▸ **What the exercise asks**
From the line containing "pub fn classify(start_blocked: bool, height_blocked: bool)" to the last line of the records below, repeat every line exactly and add nothing else.

▸ **Extracted entries**
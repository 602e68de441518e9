//! Two-sensor height classifier.
//!
//! The height sensor sits above the arrival sensor.  Once an item has
//! settled in the detection zone, a blocked height beam means the item
//! reaches that height and must be rejected.

use serde::Serialize;

/// Sorting decision for one item.  Computed once, never revised.
#[derive(Debug, Clone, Copy, PartialEq, Eq, Hash, Serialize)]
pub enum Classification {
    /// Reaches the height sensor: deflect off the line.
    Tall,
    /// Passes under the height sensor: leave on the line.
    Short,
}

impl Classification {
    /// Whether this item gets pushed by the actuator.
    pub fn is_reject(self) -> bool {
        matches!(self, Self::Tall)
    }
}

/// Classify an item from the two beam states read at settle time.
///
/// Only the height beam decides.  `start_blocked` is accepted so callers
/// pass the full simultaneous reading; an item that has already cleared the
/// arrival beam is still classified by height alone.
pub fn classify(start_blocked: bool, height_blocked: bool) -> Classification {
    let _ = start_blocked;
    if height_blocked {
        Classification::Tall
    } else {
        Classification::Short
    }
}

▸ **Output for this task**
pub fn classify(start_blocked: bool, height_blocked: bool) -> Classification {
    let _ = start_blocked;
    if height_blocked {
        Classification::Tall
    } else {
        Classification::Short
    }
}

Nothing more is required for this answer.